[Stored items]
○ ○ ○ ○
//! HTTP surface for the weather observation recorder.
//!
//! The binary in `main.rs` adds the command-line entry point on top of this.

pub mod error;
pub mod serializers;
pub mod urls;
pub mod views;

use std::sync::Arc;

use weather_core::WeatherService;

#[derive(Clone)]
pub struct AppState {
    pub service: Arc<WeatherService>,
}

impl AppState {
    pub fn new(service: WeatherService) -> Self {
        Self { service: Arc::new(service) }
    }
}
use async_trait::async_trait;
use std::fmt::Debug;

use crate::model::{StoredObservation, WeatherObservation};

pub mod sqlite;

pub use sqlite::SqliteStore;

#[derive(Debug, thiserror::Error)]
pub enum StoreError {
    #[error("database error: {0}")]
    Database(#[from] sqlx::Error),

    #[error("stored row {id} is corrupt: {detail}")]
    Corrupt { id: i64, detail: String },
}

/// Persistence for weather observations.
///
/// Rows are only ever inserted; concurrent inserts are serialized by the
/// underlying database.
#[async_trait]
pub trait RecordStore: Send + Sync + Debug {
    /// Persist a validated observation and return it with its assigned id.
    async fn insert(&self, observation: WeatherObservation) -> Result<StoredObservation, StoreError>;

    async fn get(&self, id: i64) -> Result<Option<StoredObservation>, StoreError>;

    async fn count(&self) -> Result<u64, StoreError>;
}
use serde::{Deserialize, Serialize};

#[derive(Debug, Deserialize)]
pub struct WeatherQuery {
    pub location: Option<String>,
}

#[derive(Debug, Serialize, Deserialize)]
pub struct ApiErrorBody {
    pub error: String,
}
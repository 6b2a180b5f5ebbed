//! Core library for the weather observation recorder.
//!
//! This crate defines:
//! - Configuration & credentials handling
//! - The WeatherAPI provider client
//! - Validation of provider data against the storage schema
//! - The observation store
//! - Request orchestration tying them together
//!
//! It is used by `weather-server`, but can also be reused by other binaries or services.

pub mod config;
pub mod model;
pub mod provider;
pub mod service;
pub mod store;
pub mod validation;

pub use config::{Config, ProviderConfig, ServerConfig};
pub use model::{StoredObservation, WeatherObservation};
pub use provider::{CurrentConditions, ProviderError, WeatherProvider};
pub use service::{ServiceError, WeatherService};
pub use store::{RecordStore, SqliteStore, StoreError};
pub use validation::ValidationErrors;
//! # MFTL Protocol Constants and Types
//!
//! Core definitions for the makeflight telemetry record. The wire layout is
//! shared with the flight controller firmware and must not change: a flat
//! concatenation of little-endian primitives, no padding between fields.

/// Record magic, the ASCII bytes "LTFM" read as a little-endian u32
pub const MFTL_MAGIC: u32 = 0x4D46544C;

/// The single protocol version this monitor understands
pub const MFTL_PROTOCOL_VERSION: u8 = 1;

/// Number of motor output slots carried by every record
///
/// Records always carry all 8 slots; only the first `motor_count` hold
/// live data, the rest are wire padding.
pub const MFTL_MOTOR_SLOTS: usize = 8;

/// Fixed record size in bytes, summed from the field layout
pub const MFTL_RECORD_SIZE: usize = 4   // magic
    + 1                                 // version
    + 1                                 // motor_count
    + 2                                 // reserved
    + 8                                 // timestamp_us
    + 4 * 4                             // orientation quaternion
    + 3 * 4                             // angular velocity
    + 3 * 4                             // position
    + 3 * 4                             // velocity
    + 3 * 4                             // setpoint velocity
    + 3 * 4                             // setpoint body rates
    + 4                                 // setpoint thrust
    + MFTL_MOTOR_SLOTS * 4              // motor outputs
    + 1                                 // esc_channel
    + 2                                 // esc_data
    + 2                                 // esc_raw
    + 1                                 // esc_crc_ok
    + 1                                 // esc_present
    + 1; // armed

/// One ESC telemetry reading forwarded by the flight controller
#[derive(Debug, Clone, Copy, PartialEq, Eq)]
pub struct EscReading {
    /// ESC telemetry channel the reading came from
    pub channel: u8,

    /// Decoded telemetry value
    pub data: u16,

    /// Raw wire value before decoding
    pub raw: u16,

    /// Whether the ESC frame passed its CRC check
    pub crc_ok: bool,
}

/// One decoded telemetry record
///
/// Field semantics match the firmware sender: `timestamp_us` is the device
/// clock (monotonic on the device, not across reordered datagrams), the
/// quaternion is passed through without renormalization, and positions /
/// velocities are in whatever frame the estimator publishes.
#[derive(Debug, Clone, Copy, PartialEq)]
pub struct TelemetrySample {
    /// Wire protocol version
    pub protocol_version: u8,

    /// Number of live motor slots (0-8)
    pub motor_count: u8,

    /// Device clock in microseconds
    pub timestamp_us: u64,

    /// Attitude quaternion
    pub orientation: [f32; 4],

    /// Body rates in rad/s
    pub angular_velocity: [f32; 3],

    /// Estimated position
    pub position: [f32; 3],

    /// Estimated velocity
    pub velocity: [f32; 3],

    /// Velocity setpoint
    pub setpoint_velocity: [f32; 3],

    /// Body rate setpoint in rad/s
    pub setpoint_body_rates: [f32; 3],

    /// Thrust setpoint
    pub setpoint_thrust: f32,

    /// All 8 motor output slots, including padding slots
    pub motor_outputs: [f32; MFTL_MOTOR_SLOTS],

    /// ESC telemetry, present iff the sender attached a reading
    pub esc: Option<EscReading>,

    /// Whether the vehicle was armed when the record was sent
    pub armed: bool,
}

impl TelemetrySample {
    /// The motor output slots that actually carry data
    ///
    /// Slots at or beyond `motor_count` are wire padding; consumers that
    /// respect the protocol read only this slice. The full `motor_outputs`
    /// array stays available for diagnostics.
    pub fn meaningful_motors(&self) -> &[f32] {
        let count = (self.motor_count as usize).min(MFTL_MOTOR_SLOTS);
        &self.motor_outputs[..count]
    }
}

#[cfg(test)]
mod tests {
    use super::*;

    #[test]
    fn test_record_size() {
        // Must match the packed struct emitted by the firmware
        assert_eq!(MFTL_RECORD_SIZE, 136);
    }

    #[test]
    fn test_magic_spells_mftl() {
        assert_eq!(&MFTL_MAGIC.to_le_bytes(), b"LTFM");
    }

    #[test]
    fn test_meaningful_motors_respects_count() {
        let mut sample = sample_with_motor_count(2);
        sample.motor_outputs = [0.1, 0.2, 0.9, 0.9, 0.9, 0.9, 0.9, 0.9];

        assert_eq!(sample.meaningful_motors(), &[0.1, 0.2]);
        // Raw slots stay retrievable
        assert_eq!(sample.motor_outputs[5], 0.9);
    }

    #[test]
    fn test_meaningful_motors_clamps_overlong_count() {
        let sample = sample_with_motor_count(12);
        assert_eq!(sample.meaningful_motors().len(), MFTL_MOTOR_SLOTS);
    }

    fn sample_with_motor_count(motor_count: u8) -> TelemetrySample {
        TelemetrySample {
            protocol_version: MFTL_PROTOCOL_VERSION,
            motor_count,
            timestamp_us: 0,
            orientation: [1.0, 0.0, 0.0, 0.0],
            angular_velocity: [0.0; 3],
            position: [0.0; 3],
            velocity: [0.0; 3],
            setpoint_velocity: [0.0; 3],
            setpoint_body_rates: [0.0; 3],
            setpoint_thrust: 0.0,
            motor_outputs: [0.0; MFTL_MOTOR_SLOTS],
            esc: None,
            armed: false,
        }
    }
}
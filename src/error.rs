//! # Error Types
//!
//! Custom error types for MFTL Monitor using `thiserror`.

use thiserror::Error;

/// Per-datagram decode and validation errors
///
/// Every variant is recoverable: the ingestion loop drops the offending
/// datagram, bumps a counter, and keeps receiving. Foreign traffic on the
/// telemetry port shows up here as `BadMagic`.
#[derive(Debug, Error, Clone, Copy, PartialEq, Eq)]
pub enum PacketError {
    /// Datagram smaller than the fixed record size
    #[error("datagram too short: got {got} bytes, need {need}")]
    TooShort { got: usize, need: usize },

    /// First four bytes do not match the MFTL magic
    #[error("bad magic: 0x{found:08X}")]
    BadMagic { found: u32 },

    /// Record carries a protocol version this monitor does not understand
    #[error("unsupported protocol version: {found}")]
    UnsupportedVersion { found: u8 },

    /// Motor count exceeds the number of motor slots in the record
    #[error("invalid motor count: {found}")]
    InvalidMotorCount { found: u8 },
}

/// Main error type for MFTL Monitor
#[derive(Debug, Error)]
pub enum MonitorError {
    /// Telemetry packet errors
    #[error("telemetry packet error: {0}")]
    Packet(#[from] PacketError),

    /// Configuration errors
    #[error("Configuration error: {0}")]
    Config(#[from] toml::de::Error),

    /// I/O errors
    #[error("I/O error: {0}")]
    Io(#[from] std::io::Error),
}

/// Result type alias for MFTL Monitor
pub type Result<T> = std::result::Result<T, MonitorError>;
○ ○ ○ ○
What needs to be done: Exactly the lines running from the top of the records to the line that contains "The observation store", inclusive, must be set down, and nothing more.

Response to the exercise:
//! HTTP surface for the weather observation recorder.
//!
//! The binary in `main.rs` adds the command-line entry point on top of this.

pub mod error;
pub mod serializers;
pub mod urls;
pub mod views;

use std::sync::Arc;

use weather_core::WeatherService;

#[derive(Clone)]
pub struct AppState {
    pub service: Arc<WeatherService>,
}

impl AppState {
    pub fn new(service: WeatherService) -> Self {
        Self { service: Arc::new(service) }
    }
}
use async_trait::async_trait;
use std::fmt::Debug;

use crate::model::{StoredObservation, WeatherObservation};

pub mod sqlite;

pub use sqlite::SqliteStore;

#[derive(Debug, thiserror::Error)]
pub enum StoreError {
    #[error("database error: {0}")]
    Database(#[from] sqlx::Error),

    #[error("stored row {id} is corrupt: {detail}")]
    Corrupt { id: i64, detail: String },
}

/// Persistence for weather observations.
///
/// Rows are only ever inserted; concurrent inserts are serialized by the
/// underlying database.
#[async_trait]
pub trait RecordStore: Send + Sync + Debug {
    /// Persist a validated observation and return it with its assigned id.
    async fn insert(&self, observation: WeatherObservation) -> Result<StoredObservation, StoreError>;

    async fn get(&self, id: i64) -> Result<Option<StoredObservation>, StoreError>;

    async fn count(&self) -> Result<u64, StoreError>;
}
use serde::{Deserialize, Serialize};

#[derive(Debug, Deserialize)]
pub struct WeatherQuery {
    pub location: Option<String>,
}

#[derive(Debug, Serialize, Deserialize)]
pub struct ApiErrorBody {
    pub error: String,
}
repository 6b2a180b5f5ebbed
//! Core library for the weather observation recorder.
//!
//! This crate defines:
//! - Configuration & credentials handling
//! - The WeatherAPI provider client
//! - Validation of provider data against the storage schema
//! - The observation store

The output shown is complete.